Review Summary: Garvey possesses a substantial amount of warmth within his voice; surviving even the most frozen of atmospheres created by the modest musicianship and instrumentation of his fellow band members.
I have a friend. I remember this same friend mentioned a band called Elbow. I had vaguely heard of them but had never dedicated time into listening to them. This friend spoke of them relatively highly and even went far enough to reward them the title of 'The Northern Radiohead'. As I was still in that 'Radiohead-will-always-be-the-greatest-band-ever' stage at the time, I saw this distinctive and peculiar description as an absolute necessity to listen to them. I started with this album.
What impressed me firstly was the album cover. The white Rubix-Cube-looking object in the middle always provided some intrigue; because if a Rubix Cube were plain and therefore colourless, its purpose would defeated. After this meaningless trail of thought, I proceeded with the music itself. After five arguably decent tracks, I was marginally impressed, bearing in mind that this was my first listen, and this was mostly through being familiar with the guitar break on 'Grounds for Divorce' which seemed to serve as the prime soundtrack to a trailer for every acclaimed British television drama. Putting that oxymoron aside, I queried my perception of the band with this friend, being ultimately sceptical from the start due to the Radiohead comparison. My friend, let's call him Darren, was reasonable, however, and told me to persevere. He then elaborated into declaring 'The Seldom Seen Kid' as a grower. I eventually came back to it... and what a difference.
The entirety of 'Starlings' is exactly what an opening track should sound like; the jittery electronic sounds and pleasant non-lexical mumbling pave a lovely pathway to a loud and triumphant horn section... with the emphasis on loud. After meaningful-sounding lyrics, such as “You pulled apart my theory with a weary and disinterested sigh”, this eventually progresses into a brief radiant interlude followed by the horn section again. Needless to say, this blew me away and I could not believe that I could let this slip the first time I listened to it.
The upbeat ‘Bones of You’ is an early and pleasant entry along with the splendid mid-track ‘Weather to Fly’ which is excellent for when you simply want to imagine yourself in the clouds. Getting back down to earth, the band proves that they can still rock out with the surprisingly immediate ‘Grounds For Divorce’ which is the blues-rock anthem for the end of the decade. My only criticism would be that it is perhaps too unlike the other tracks with its upbeat and driving nature.
The tingling ‘Mirrorball’ boasts an alluring and resplendent string section in the chorus, this song would have definitely managed to belong on Radiohead’s ‘In Rainbows’ and fit that particular aesthetic, despite not sounding like that said band at all. Entertaining tracks such as ‘An Audience with the Pope’ and ‘The Fix’ are enjoyable and catchy but ultimately, less rewarding than others. Upon initial listening some Alternative Rock fans will probably argue that there is a disproportionate number of upbeat tracks to slow tracks, but after slower tracks such as ‘Some Riot’ and especially ‘The Loneliness of a Tower Crane Driver’, which pinpoints exactly how strong Garvey’s pipes are, begin to bloom and further develop with repeated listens, it is discovered that there is plenty to reap in Elbow’s field of benefits.
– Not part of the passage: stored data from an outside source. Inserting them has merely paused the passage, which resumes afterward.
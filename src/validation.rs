//! Field-level validation for incoming documents.
//!
//! Inputs are checked before anything touches the database. Every problem
//! with a document is collected so the caller can report all of them at
//! once instead of failing on the first.

use serde::Serialize;
use std::fmt;
use utoipa::ToSchema;

/// One offending field and a human readable explanation.
#[derive(Debug, Clone, PartialEq, Eq, Serialize, ToSchema)]
pub struct FieldError {
    /// Name of the field as it appears in the JSON document
    pub field: String,
    pub message: String,
}

/// Non-empty list of field errors produced by a failed validation.
#[derive(Debug, Clone, Default, PartialEq, Eq, Serialize)]
#[serde(transparent)]
pub struct ValidationErrors {
    errors: Vec<FieldError>,
}

impl ValidationErrors {
    pub fn errors(&self) -> &[FieldError] {
        &self.errors
    }

    pub fn is_empty(&self) -> bool {
        self.errors.is_empty()
    }

    /// Returns true if `field` failed validation.
    pub fn has_field(&self, field: &str) -> bool {
        self.errors.iter().any(|e| e.field == field)
    }

    pub fn push(&mut self, field: &str, message: impl Into<String>) {
        self.errors.push(FieldError {
            field: field.to_string(),
            message: message.into(),
        });
    }
}

impl fmt::Display for ValidationErrors {
    fn fmt(&self, f: &mut fmt::Formatter<'_>) -> fmt::Result {
        let messages: Vec<&str> = self.errors.iter().map(|e| e.message.as_str()).collect();
        write!(f, "{}", messages.join(", "))
    }
}

impl std::error::Error for ValidationErrors {}

/// Accumulates errors while a document is being checked.
#[derive(Debug, Default)]
pub struct Validator {
    errors: ValidationErrors,
}

impl Validator {
    pub fn new() -> Self {
        Self::default()
    }

    /// Takes a required string. Missing and empty values are both rejected;
    /// the returned string is empty in that case and must not be used unless
    /// `finish` succeeds.
    pub fn required(&mut self, field: &str, value: Option<String>) -> String {
        match value {
            Some(v) if !v.is_empty() => v,
            _ => {
                self.errors.push(field, required_message(field));
                String::new()
            }
        }
    }

    /// Takes a required JSON payload. `null` counts as missing.
    pub fn required_json(
        &mut self,
        field: &str,
        value: Option<serde_json::Value>,
    ) -> serde_json::Value {
        match value {
            Some(v) if !v.is_null() => v,
            _ => {
                self.errors.push(field, required_message(field));
                serde_json::Value::Null
            }
        }
    }

    /// Checks a required value against a fixed set of allowed names.
    pub fn one_of<T, F>(&mut self, field: &str, value: Option<String>, parse: F) -> Option<T>
    where
        F: FnOnce(&str) -> Option<T>,
    {
        let raw = match value {
            Some(v) if !v.is_empty() => v,
            _ => {
                self.errors.push(field, required_message(field));
                return None;
            }
        };
        let parsed = parse(&raw);
        if parsed.is_none() {
            self.errors.push(field, enum_message(field, &raw));
        }
        parsed
    }

    pub fn finish(self) -> Result<(), ValidationErrors> {
        if self.errors.is_empty() {
            Ok(())
        } else {
            Err(self.errors)
        }
    }
}

pub fn required_message(field: &str) -> String {
    format!("Path `{}` is required.", field)
}

pub fn enum_message(field: &str, value: &str) -> String {
    format!("`{}` is not a valid enum value for path `{}`.", value, field)
}
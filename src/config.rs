use anyhow::Context;
use std::env;
use std::time::Duration;

use crate::middleware::timing::TimingConfig;

pub const DEFAULT_DATABASE_URL: &str = "sqlite:./jobboard.sqlite?mode=rwc";

/// Runtime settings, read from the environment (and `.env` if present).
#[derive(Debug, Clone)]
pub struct Settings {
    pub database_url: String,
    pub listen_addr: String,
    /// `APP_ENV=development` turns on per-request logging
    pub development: bool,
    pub slow_request_ms: u64,
    /// Requests per client per minute, also the size of the initial burst;
    /// 0 disables rate limiting
    pub rate_limit_burst: u32,
}

impl Default for Settings {
    fn default() -> Self {
        Self {
            database_url: DEFAULT_DATABASE_URL.to_string(),
            listen_addr: "127.0.0.1:3000".to_string(),
            development: false,
            slow_request_ms: 1000,
            rate_limit_burst: 10,
        }
    }
}

impl Settings {
    pub fn from_env() -> anyhow::Result<Self> {
        let _ = dotenvy::dotenv();
        let defaults = Settings::default();

        let slow_request_ms = match env::var("SLOW_REQUEST_MS") {
            Ok(raw) => raw
                .parse()
                .with_context(|| format!("SLOW_REQUEST_MS must be an integer, got {:?}", raw))?,
            Err(_) => defaults.slow_request_ms,
        };
        let rate_limit_burst = match env::var("RATE_LIMIT_BURST") {
            Ok(raw) => raw
                .parse()
                .with_context(|| format!("RATE_LIMIT_BURST must be an integer, got {:?}", raw))?,
            Err(_) => defaults.rate_limit_burst,
        };

        Ok(Self {
            database_url: env::var("DATABASE_URL").unwrap_or(defaults.database_url),
            listen_addr: env::var("LISTEN_ADDR").unwrap_or(defaults.listen_addr),
            development: env::var("APP_ENV")
                .map(|v| is_development(&v))
                .unwrap_or(false),
            slow_request_ms,
            rate_limit_burst,
        })
    }

    pub fn timing(&self) -> TimingConfig {
        TimingConfig {
            slow_threshold: Duration::from_millis(self.slow_request_ms),
            verbose: self.development,
        }
    }

    /// Interval at which one request is replenished, so that a client that
    /// used up its burst is back to `rate_limit_burst` per minute.
    pub fn rate_limit_period(&self) -> Option<Duration> {
        if self.rate_limit_burst == 0 {
            None
        } else {
            Some(Duration::from_secs(60) / self.rate_limit_burst)
        }
    }
}

fn is_development(app_env: &str) -> bool {
    app_env.trim().eq_ignore_ascii_case("development")
}
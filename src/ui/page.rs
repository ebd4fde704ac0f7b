use askama::Template;

use super::{render_header, render_hero, render_job_categories, DEFAULT_CATEGORIES};

#[derive(Template)]
#[template(path = "home.html")]
struct HomeTemplate<'a> {
    title: &'a str,
    header: String,
    hero: String,
    categories: String,
}

/// Full landing page: header, hero search and the featured categories.
pub fn render_home_page() -> askama::Result<String> {
    HomeTemplate {
        title: "JobBoard - Tìm việc làm",
        header: render_header()?,
        hero: render_hero()?,
        categories: render_job_categories(&DEFAULT_CATEGORIES)?,
    }
    .render()
}
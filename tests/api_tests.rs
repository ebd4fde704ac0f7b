mod common;

use axum::http::StatusCode;
use common::{send, test_app};
use serde_json::json;

#[tokio::test]
async fn test_health_check() {
    let app = test_app().await;
    let response = send(&app, "GET", "/health", None).await;

    assert_eq!(response.status, StatusCode::OK);
    assert_eq!(response.body, "Service is healthy");
}

#[tokio::test]
async fn test_create_job_returns_camel_case_record() {
    let app = test_app().await;
    let response = send(
        &app,
        "POST",
        "/api/jobs",
        Some(json!({
            "title": "Nhân viên kinh doanh",
            "company": "Công ty ABC",
            "location": "Đà Nẵng",
            "category": "Kinh doanh",
            "expireDate": "2025-09-30"
        })),
    )
    .await;

    assert_eq!(response.status, StatusCode::CREATED);
    let job = response.json();
    assert!(job["id"].is_number());
    assert_eq!(job["title"], "Nhân viên kinh doanh");
    assert_eq!(job["expireDate"], "2025-09-30");
    assert!(job["salary"].is_null());
}

#[tokio::test]
async fn test_create_job_lists_every_missing_field() {
    let app = test_app().await;
    let response = send(&app, "POST", "/api/jobs", Some(json!({ "title": "Tester" }))).await;

    assert_eq!(response.status, StatusCode::BAD_REQUEST);
    let body = response.json();
    let fields: Vec<&str> = body["errors"]
        .as_array()
        .unwrap()
        .iter()
        .map(|e| e["field"].as_str().unwrap())
        .collect();
    assert_eq!(fields, vec!["company", "location", "category"]);
    assert_eq!(body["errors"][0]["message"], "Path `company` is required.");
}

#[tokio::test]
async fn test_get_job_by_id_and_missing_job() {
    let app = test_app().await;
    let created = send(
        &app,
        "POST",
        "/api/jobs",
        Some(json!({
            "title": "Designer",
            "company": "Studio",
            "location": "Huế",
            "category": "Marketing"
        })),
    )
    .await
    .json();

    let uri = format!("/api/jobs/{}", created["id"]);
    let fetched = send(&app, "GET", &uri, None).await;
    assert_eq!(fetched.status, StatusCode::OK);
    assert_eq!(fetched.json(), created);

    let missing = send(&app, "GET", "/api/jobs/9999", None).await;
    assert_eq!(missing.status, StatusCode::NOT_FOUND);
    assert_eq!(missing.json()["error"], "Not found: job 9999");
}

#[tokio::test]
async fn test_duplicate_follow_is_a_conflict() {
    let app = test_app().await;
    let body = json!({ "candidateId": "cand-7", "employerId": "emp-3" });

    let first = send(&app, "POST", "/api/follows", Some(body.clone())).await;
    assert_eq!(first.status, StatusCode::CREATED);
    assert_eq!(first.json()["candidateId"], "cand-7");
    assert!(first.json()["followedAt"].is_string());

    let second = send(&app, "POST", "/api/follows", Some(body)).await;
    assert_eq!(second.status, StatusCode::CONFLICT);

    let other = send(
        &app,
        "POST",
        "/api/follows",
        Some(json!({ "candidateId": "cand-7", "employerId": "emp-4" })),
    )
    .await;
    assert_eq!(other.status, StatusCode::CREATED);

    let listed = send(&app, "GET", "/api/candidates/cand-7/follows", None).await;
    assert_eq!(listed.json().as_array().unwrap().len(), 2);
}

#[tokio::test]
async fn test_repeat_views_are_accepted() {
    let app = test_app().await;
    let body = json!({ "candidateId": "cand-1", "employerId": "emp-1" });
    for _ in 0..2 {
        let response = send(&app, "POST", "/api/views", Some(body.clone())).await;
        assert_eq!(response.status, StatusCode::CREATED);
        assert!(response.json()["viewedAt"].is_string());
    }
    send(
        &app,
        "POST",
        "/api/views",
        Some(json!({ "candidateId": "cand-1", "employerId": "emp-2" })),
    )
    .await;

    let all = send(&app, "GET", "/api/candidates/cand-1/views", None).await;
    assert_eq!(all.json().as_array().unwrap().len(), 3);

    let filtered = send(&app, "GET", "/api/candidates/cand-1/views?employerId=emp-2", None).await;
    assert_eq!(filtered.json().as_array().unwrap().len(), 1);
}

#[tokio::test]
async fn test_reports_by_type() {
    let app = test_app().await;
    for report_type in ["JobPerformance", "InterviewStatistics"] {
        let response = send(
            &app,
            "POST",
            "/api/reports",
            Some(json!({
                "employerId": "emp-9",
                "reportType": report_type,
                "data": { "total": 3 }
            })),
        )
        .await;
        assert_eq!(response.status, StatusCode::CREATED);
        assert_eq!(response.json()["reportType"], report_type);
        assert_eq!(response.json()["data"]["total"], 3);
    }

    let all = send(&app, "GET", "/api/employers/emp-9/reports", None).await;
    assert_eq!(all.json().as_array().unwrap().len(), 2);

    let interviews = send(
        &app,
        "GET",
        "/api/employers/emp-9/reports?reportType=InterviewStatistics",
        None,
    )
    .await;
    let interviews = interviews.json();
    assert_eq!(interviews.as_array().unwrap().len(), 1);
    assert_eq!(interviews[0]["reportType"], "InterviewStatistics");
}

#[tokio::test]
async fn test_invalid_report_type_is_rejected() {
    let app = test_app().await;
    let response = send(
        &app,
        "POST",
        "/api/reports",
        Some(json!({ "employerId": "emp-1", "reportType": "Payroll", "data": {} })),
    )
    .await;
    assert_eq!(response.status, StatusCode::BAD_REQUEST);
    assert_eq!(response.json()["errors"][0]["field"], "reportType");

    let listing = send(&app, "GET", "/api/employers/emp-1/reports?reportType=Payroll", None).await;
    assert_eq!(listing.status, StatusCode::BAD_REQUEST);
}

#[tokio::test]
async fn test_null_report_data_is_rejected() {
    let app = test_app().await;
    let response = send(
        &app,
        "POST",
        "/api/reports",
        Some(json!({ "employerId": "emp-1", "reportType": "JobPerformance", "data": null })),
    )
    .await;
    assert_eq!(response.status, StatusCode::BAD_REQUEST);
    assert_eq!(response.json()["errors"][0]["field"], "data");
}

#[tokio::test]
async fn test_openapi_document_is_served() {
    let app = test_app().await;
    let response = send(&app, "GET", "/api-doc/openapi.json", None).await;

    assert_eq!(response.status, StatusCode::OK);
    let doc = response.json();
    assert!(doc["paths"]["/api/jobs"].is_object());
    assert!(doc["paths"]["/api/follows"]["post"].is_object());
    assert!(doc["components"]["schemas"]["ReportType"].is_object());
}

fn assert_json_error(response: &common::TestResponse) -> serde_json::Value {
    let content_type = response.headers["content-type"].to_str().unwrap();
    assert!(content_type.starts_with("application/json"), "got {}", content_type);
    let body = response.json();
    assert!(body["error"].is_string(), "body {}", response.body);
    body
}

#[tokio::test]
async fn test_wrong_typed_field_is_a_field_error() {
    let app = test_app().await;
    let response = send(
        &app,
        "POST",
        "/api/reports",
        Some(json!({ "employerId": "e1", "reportType": 5, "data": {} })),
    )
    .await;

    assert_eq!(response.status, StatusCode::BAD_REQUEST);
    let body = assert_json_error(&response);
    assert_eq!(body["errors"][0]["field"], "reportType");

    let job = send(
        &app,
        "POST",
        "/api/jobs",
        Some(json!({ "title": 123, "company": "C", "location": "L", "category": "K" })),
    )
    .await;
    assert_eq!(job.status, StatusCode::BAD_REQUEST);
    assert_eq!(assert_json_error(&job)["errors"][0]["field"], "title");
}

#[tokio::test]
async fn test_malformed_json_is_a_json_error() {
    let app = test_app().await;
    let request = axum::http::Request::builder()
        .method("POST")
        .uri("/api/follows")
        .header("content-type", "application/json")
        .body(axum::body::Body::from("{\"candidateId\": "))
        .unwrap();
    let response = tower::ServiceExt::oneshot(app.clone(), request).await.unwrap();
    assert_eq!(response.status(), StatusCode::BAD_REQUEST);
    assert!(response.headers()["content-type"]
        .to_str()
        .unwrap()
        .starts_with("application/json"));

    // No content type at all.
    let missing = send(&app, "POST", "/api/jobs", None).await;
    assert_eq!(missing.status, StatusCode::BAD_REQUEST);
    assert_json_error(&missing);
}

#[tokio::test]
async fn test_non_numeric_job_id_is_a_json_error() {
    let app = test_app().await;
    let response = send(&app, "GET", "/api/jobs/abc", None).await;

    assert_eq!(response.status, StatusCode::BAD_REQUEST);
    let body = assert_json_error(&response);
    assert!(body["error"].as_str().unwrap().starts_with("Invalid request:"));
}
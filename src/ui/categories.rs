use askama::Template;

/// A category card. `count` is already formatted for display.
#[derive(Debug, Clone, Copy, PartialEq, Eq)]
pub struct JobCategory {
    pub id: u32,
    pub title: &'static str,
    pub icon: &'static str,
    pub count: &'static str,
}

pub const DEFAULT_CATEGORIES: [JobCategory; 4] = [
    JobCategory { id: 1, title: "Công nghệ thông tin", icon: "💻", count: "1.250" },
    JobCategory { id: 2, title: "Kinh doanh", icon: "📈", count: "980" },
    JobCategory { id: 3, title: "Marketing", icon: "📣", count: "640" },
    JobCategory { id: 4, title: "Kế toán", icon: "📊", count: "520" },
];

#[derive(Template)]
#[template(path = "job_categories.html")]
struct JobCategoriesTemplate<'a> {
    categories: &'a [JobCategory],
}

/// One card per category, in slice order, keyed by `data-key`.
pub fn render_job_categories(categories: &[JobCategory]) -> askama::Result<String> {
    JobCategoriesTemplate { categories }.render()
}
pub mod timing;
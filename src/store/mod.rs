//! Reads and writes of the job board documents.
//!
//! Every operation validates its input first and converts storage errors
//! into [`AppError`](crate::error::AppError), so a duplicate follow comes
//! back as `Conflict` rather than an opaque database failure.

pub mod candidates;
pub mod jobs;
pub mod reports;

pub use candidates::{follow_candidate, list_follows, list_views, record_view};
pub use jobs::{create_job, get_job, list_jobs};
pub use reports::{generate_report, list_reports};
use sea_orm::{ActiveModelTrait, ColumnTrait, DatabaseConnection, EntityTrait, QueryFilter, QueryOrder};
use tracing::debug;

use crate::entities::report::{self, NewReport, ReportType};
use crate::error::AppError;

pub async fn generate_report(
    db: &DatabaseConnection,
    input: NewReport,
) -> Result<report::Model, AppError> {
    let am = input.validate()?;
    let saved = am.insert(db).await?;
    debug!(
        "Stored {} report {} for employer {}",
        saved.report_type, saved.id, saved.employer_id
    );
    Ok(saved)
}

/// Reports for one employer, newest first, optionally of a single type.
pub async fn list_reports(
    db: &DatabaseConnection,
    employer_id: &str,
    report_type: Option<ReportType>,
) -> Result<Vec<report::Model>, AppError> {
    let mut query = report::Entity::find().filter(report::Column::EmployerId.eq(employer_id));
    if let Some(report_type) = report_type {
        query = query.filter(report::Column::ReportType.eq(report_type));
    }
    let reports = query
        .order_by_desc(report::Column::GeneratedAt)
        .order_by_desc(report::Column::Id)
        .all(db)
        .await?;
    Ok(reports)
}
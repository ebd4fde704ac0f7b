use axum::response::Html;

use crate::error::AppError;
use crate::ui;

/// Public landing page
#[utoipa::path(
    get,
    path = "/",
    tag = "site",
    responses(
        (status = 200, description = "Landing page HTML", content_type = "text/html", body = String)
    )
)]
pub async fn home() -> Result<Html<String>, AppError> {
    Ok(Html(ui::render_home_page()?))
}
//! Extractors whose rejections come back as [`AppError`] JSON bodies instead
//! of axum's plain-text defaults.

use axum::extract::rejection::{JsonRejection, PathRejection, QueryRejection};
use axum::extract::FromRequest;
use axum::extract::FromRequestParts;

use crate::error::AppError;
use crate::validation::ValidationErrors;

#[derive(FromRequest)]
#[from_request(via(axum::Json), rejection(AppError))]
pub struct AppJson<T>(pub T);

#[derive(FromRequestParts)]
#[from_request(via(axum::extract::Path), rejection(AppError))]
pub struct AppPath<T>(pub T);

#[derive(FromRequestParts)]
#[from_request(via(axum::extract::Query), rejection(AppError))]
pub struct AppQuery<T>(pub T);

const DATA_ERROR_PREFIX: &str = "Failed to deserialize the JSON body into the target type: ";

/// Splits a body deserialization failure into the offending field and the
/// serde message, e.g. `reportType: invalid type: integer `5`, expected a string`.
fn field_of_data_error(text: &str) -> Option<(&str, &str)> {
    let detail = text.strip_prefix(DATA_ERROR_PREFIX)?;
    let (field, message) = detail.split_once(": ")?;
    if field.is_empty() || field == "." || field.contains(' ') {
        return None;
    }
    Some((field, message))
}

impl From<JsonRejection> for AppError {
    fn from(rejection: JsonRejection) -> Self {
        let text = rejection.body_text();
        if let JsonRejection::JsonDataError(_) = rejection {
            if let Some((field, message)) = field_of_data_error(&text) {
                let mut errors = ValidationErrors::default();
                errors.push(field, message);
                return AppError::Validation(errors);
            }
        }
        AppError::InvalidRequest(text)
    }
}

impl From<PathRejection> for AppError {
    fn from(rejection: PathRejection) -> Self {
        AppError::InvalidRequest(rejection.body_text())
    }
}

impl From<QueryRejection> for AppError {
    fn from(rejection: QueryRejection) -> Self {
        AppError::InvalidRequest(rejection.body_text())
    }
}
use sea_orm_migration::prelude::*;

#[derive(DeriveMigrationName)]
pub struct Migration;

#[async_trait::async_trait]
impl MigrationTrait for Migration {
    async fn up(&self, manager: &SchemaManager) -> Result<(), DbErr> {
        manager
            .create_table(
                Table::create()
                    .table(CandidateFollows::Table)
                    .if_not_exists()
                    .col(
                        ColumnDef::new(CandidateFollows::Id)
                            .integer()
                            .not_null()
                            .auto_increment()
                            .primary_key(),
                    )
                    .col(ColumnDef::new(CandidateFollows::CandidateId).string().not_null())
                    .col(ColumnDef::new(CandidateFollows::EmployerId).string().not_null())
                    .col(
                        ColumnDef::new(CandidateFollows::FollowedAt)
                            .timestamp_with_time_zone()
                            .not_null()
                            .default(Expr::current_timestamp()),
                    )
                    .to_owned(),
            )
            .await?;

        // An employer follows a given candidate at most once.
        manager
            .create_index(
                Index::create()
                    .if_not_exists()
                    .name("idx_candidate_follows_candidate_employer")
                    .table(CandidateFollows::Table)
                    .col(CandidateFollows::CandidateId)
                    .col(CandidateFollows::EmployerId)
                    .unique()
                    .to_owned(),
            )
            .await?;

        manager
            .create_index(
                Index::create()
                    .if_not_exists()
                    .name("idx_candidate_follows_followed_at")
                    .table(CandidateFollows::Table)
                    .col((CandidateFollows::FollowedAt, IndexOrder::Desc))
                    .to_owned(),
            )
            .await
    }

    async fn down(&self, manager: &SchemaManager) -> Result<(), DbErr> {
        manager
            .drop_table(Table::drop().table(CandidateFollows::Table).to_owned())
            .await
    }
}

#[derive(DeriveIden)]
enum CandidateFollows {
    Table,
    Id,
    CandidateId,
    EmployerId,
    FollowedAt,
}
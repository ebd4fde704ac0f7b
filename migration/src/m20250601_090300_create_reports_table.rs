use sea_orm_migration::prelude::*;

#[derive(DeriveMigrationName)]
pub struct Migration;

#[async_trait::async_trait]
impl MigrationTrait for Migration {
    async fn up(&self, manager: &SchemaManager) -> Result<(), DbErr> {
        manager
            .create_table(
                Table::create()
                    .table(Reports::Table)
                    .if_not_exists()
                    .col(
                        ColumnDef::new(Reports::Id)
                            .integer()
                            .not_null()
                            .auto_increment()
                            .primary_key(),
                    )
                    .col(ColumnDef::new(Reports::EmployerId).string().not_null())
                    // JobPerformance | ApplicantDemographics | InterviewStatistics | ApplicationStatus
                    .col(ColumnDef::new(Reports::ReportType).string().not_null())
                    .col(ColumnDef::new(Reports::Data).json().not_null())
                    .col(
                        ColumnDef::new(Reports::GeneratedAt)
                            .timestamp_with_time_zone()
                            .not_null()
                            .default(Expr::current_timestamp()),
                    )
                    .to_owned(),
            )
            .await?;

        manager
            .create_index(
                Index::create()
                    .if_not_exists()
                    .name("idx_reports_employer_report_type")
                    .table(Reports::Table)
                    .col(Reports::EmployerId)
                    .col(Reports::ReportType)
                    .to_owned(),
            )
            .await?;

        manager
            .create_index(
                Index::create()
                    .if_not_exists()
                    .name("idx_reports_generated_at")
                    .table(Reports::Table)
                    .col((Reports::GeneratedAt, IndexOrder::Desc))
                    .to_owned(),
            )
            .await
    }

    async fn down(&self, manager: &SchemaManager) -> Result<(), DbErr> {
        manager
            .drop_table(Table::drop().table(Reports::Table).to_owned())
            .await
    }
}

#[derive(DeriveIden)]
enum Reports {
    Table,
    Id,
    EmployerId,
    ReportType,
    Data,
    GeneratedAt,
}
The gem of the album, however, has to be the monumental penultimate track ‘One Day Like This’ which I recently heard over the soundtrack to footage of preparation for the London 2012 Olympic Games, which I am informed that Elbow are contributing a song towards. The Disney-esque strings at the beginning set an optimistic and majestic atmosphere which remains intact in quality through the lengthy-but-not-overstaying crescendo “throw those curtains wide, one day like this a year would see me right’ which would have been the perfect closer to a mighty album, which is seldom seen these days.
After having faith in my friend’s words that this is a grower, this was unquestionably accurate. Although definitely a grower, I found this album to be less of a flower. For some reason, the tracklisting always felt a little askew personally. Some first few tracks were too strong or upbeat, which made listening to the album in its entirety slightly draining with a multitude of lighter ballads together. The aforementioned penultimate track is the ultimate salvation, however, and arguably seems more epic due to previous tracks being of a lighter persuasion. If this closed the album, perhaps this review would be slightly higher, as the final track ‘Friend of Ours’ never had the same buzz as the others in my opinion.
Getting back to the album cover, I found the autumn-brown colours on the front to be synonymous with the music, which helped me find a solid connection between the two. This album is highly recommended for fans of the lighter side of alternative rock, or soft rock with an edge but I would not go as far to call them a ‘Northern Radiohead’. I am not in love with Elbow, but there is clear and undeniable potential for them to continue strong and unique with their burly brew of brilliance, which can only be fully described as “proper luuuush” with a mandatory Manchester accent.